In the description of the present invention, it should be understood that the terms "center," "thickness," "upper," "lower," "horizontal," "top," "bottom," "inner," "outer," "radial," and the like indicate or are based on the orientation or positional relationship shown in the drawings, merely to facilitate description of the present invention and to simplify the description, and do not indicate or imply that the devices or elements referred to must have a particular orientation, be configured and operated in a particular orientation, and thus should not be construed as limiting the present invention. Furthermore, the terms "first," "second," and "third" are used for descriptive purposes only and are not to be interpreted as indicating or implying a relative importance or number of technical features indicated.
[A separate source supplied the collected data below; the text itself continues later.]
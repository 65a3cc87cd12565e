//! Parallel, indexed XZ block pipeline: splitter, worker pool, and merger.
//!
//! This crate implements the core of pixz: a three-stage pipeline (splitter,
//! worker pool, merger) that produces and consumes a single, standard-
//! compliant XZ container while allowing block encode/decode to run on
//! multiple threads, and an auxiliary file-index block that lets a tar
//! member be extracted in time proportional to its own size rather than the
//! whole archive's.
//!
//! `pixz-core` never parses command-line arguments or touches a terminal;
//! that belongs to the `pixz-cli` binary crate built on top of it.

pub mod codec;
pub mod error;
pub mod extract;
pub mod file_index;
pub mod index_walk;
pub mod list;
pub mod merger;
pub mod options;
pub mod pipeline;
pub mod pool;
pub mod queue;
pub mod session;
pub mod splitter_read;
pub mod splitter_write;
pub mod threading;
pub mod warning;

pub use error::{Error, Result};
pub use options::{Compression, CompressionOptions, DecompressionOptions};
pub use session::Session;
pub use threading::Threading;
pub use warning::Warning;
Thus, a feature defined as "first," "second," "third," or the like, may explicitly or implicitly include one or more such feature.

The invention provides a robust image-text retrieval method based on evidence learning, which solves the problem of poor robustness of the image-text retrieval method.

Claims

1. The Lu Bangtu text retrieval method based on evidence learning is characterized by comprising the following steps of:

2. The method for Lu Bangtu text retrieval based on evidence learning of claim 1, wherein said step S1 comprises the sub-steps of:

s11, determining the number K of image-text pairs in a training data set;

3. The method for Lu Bangtu text retrieval based on evidence learning of claim 2, wherein said step S2 comprises the sub-steps of:

4. The method for Lu Bangtu text retrieval based on evidence learning according to claim 3, wherein the calculation formulas of the similarity matrix S and the evidence matrix E in the step S25 are as follows:

5. The method for Lu Bangtu text retrieval based on evidence learning according to claim 4, wherein the dirichlet allocation parameter matrix α in step S26 is calculated as follows:

α＝E+L

6. The evidence learning-based Lu Bangtu text retrieval method according to claim 5, wherein the uncertainty loss function L in step S27 _ce And a consistency loss function L _kl The calculation formula of (2) is as follows:

Intermediate matrix->

O is a K-dimensional vector with 1 for each dimension;

is->

Sum of elements of each column,/->

Is->

Is (j) th column element->

Is->

Is the k-th column element of (c).

7. The method for Lu Bangtu text retrieval based on evidence learning of claim 6, wherein said step S3 comprises the sub-steps of:

8. The method for Lu Bangtu text retrieval based on evidence learning of claim 7, wherein the method of step S4 is as follows: and carrying out similarity sorting according to the calculated data similarity, obtaining M matching results with highest similarity, outputting the matching results, and completing retrieval.